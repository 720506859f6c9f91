use axum::Json;
use axum::extract::{Path, Query, State};
use axum::http::StatusCode;
use movify_domain::{ContentId, EpisodeId};
use uuid::Uuid;

use crate::dto::{CreateEpisodeRequest, EpisodeListQuery, EpisodeResponse, UpdateEpisodeRequest};
use crate::error::ApiResult;
use crate::state::AppState;

pub async fn list_episodes_handler(
    State(state): State<AppState>,
    Query(query): Query<EpisodeListQuery>,
) -> ApiResult<Json<Vec<EpisodeResponse>>> {
    let episodes = state
        .episode_service
        .list_for_content(ContentId::from_uuid(query.content_id))
        .await?
        .into_iter()
        .map(EpisodeResponse::from)
        .collect();
    Ok(Json(episodes))
}

pub async fn get_episode_handler(
    State(state): State<AppState>,
    Path(episode_id): Path<Uuid>,
) -> ApiResult<Json<EpisodeResponse>> {
    let episode = state
        .episode_service
        .get(EpisodeId::from_uuid(episode_id))
        .await?;
    Ok(Json(EpisodeResponse::from(episode)))
}

pub async fn create_episode_handler(
    State(state): State<AppState>,
    Json(payload): Json<CreateEpisodeRequest>,
) -> ApiResult<(StatusCode, Json<EpisodeResponse>)> {
    let content_id = ContentId::from_uuid(payload.content_id);
    let episode = state
        .episode_service
        .create(content_id, payload.into_new_episode())
        .await?;
    Ok((StatusCode::CREATED, Json(EpisodeResponse::from(episode))))
}

pub async fn update_episode_handler(
    State(state): State<AppState>,
    Path(episode_id): Path<Uuid>,
    Json(payload): Json<UpdateEpisodeRequest>,
) -> ApiResult<Json<EpisodeResponse>> {
    let episode = state
        .episode_service
        .update(EpisodeId::from_uuid(episode_id), payload.into())
        .await?;
    Ok(Json(EpisodeResponse::from(episode)))
}

pub async fn delete_episode_handler(
    State(state): State<AppState>,
    Path(episode_id): Path<Uuid>,
) -> ApiResult<StatusCode> {
    state
        .episode_service
        .delete(EpisodeId::from_uuid(episode_id))
        .await?;
    Ok(StatusCode::NO_CONTENT)
}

**What is needed**
Pull every line containing "EpisodeListQuery" from the data.

**Reply to the exercise**
use crate::dto::{CreateEpisodeRequest, EpisodeListQuery, EpisodeResponse, UpdateEpisodeRequest};
    Query(query): Query<EpisodeListQuery>,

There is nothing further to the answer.